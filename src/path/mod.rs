//! Path template compilation and parameter substitution.
//!
//! Templates use `:name` placeholders, e.g. `/user/:id/comments`.
//! This module provides:
//! - Template parsing and rendering ([`PathTemplate`])
//! - A bounded cache of compiled templates ([`PathGenerator`])
//! - The process-wide generator used by the request pipeline ([`generate_path`])
//!
//! # Template Syntax
//!
//! - `:name` is a required placeholder; `name` is one or more of `[A-Za-z0-9_]`.
//! - `:name?` is optional; when its value is missing or null the placeholder is
//!   dropped together with the `/` in front of it.
//! - `\:` produces a literal colon (needed for ports, e.g. `http://host\:8080/`).
//! - A `:` that is not followed by a name character is kept as a literal.

mod error;
mod generator;
mod template;

#[cfg(test)]
mod template_tests;

pub use error::PathError;
pub use generator::{DEFAULT_CACHE_LIMIT, PathGenerator, generate_path};
pub use template::PathTemplate;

Exercise aim: Search the listing for the string "literal". Copy each line where it is found.

Completed exercise:
//! - `\:` produces a literal colon (needed for ports, e.g. `http://host\:8080/`).
//! - A `:` that is not followed by a name character is kept as a literal.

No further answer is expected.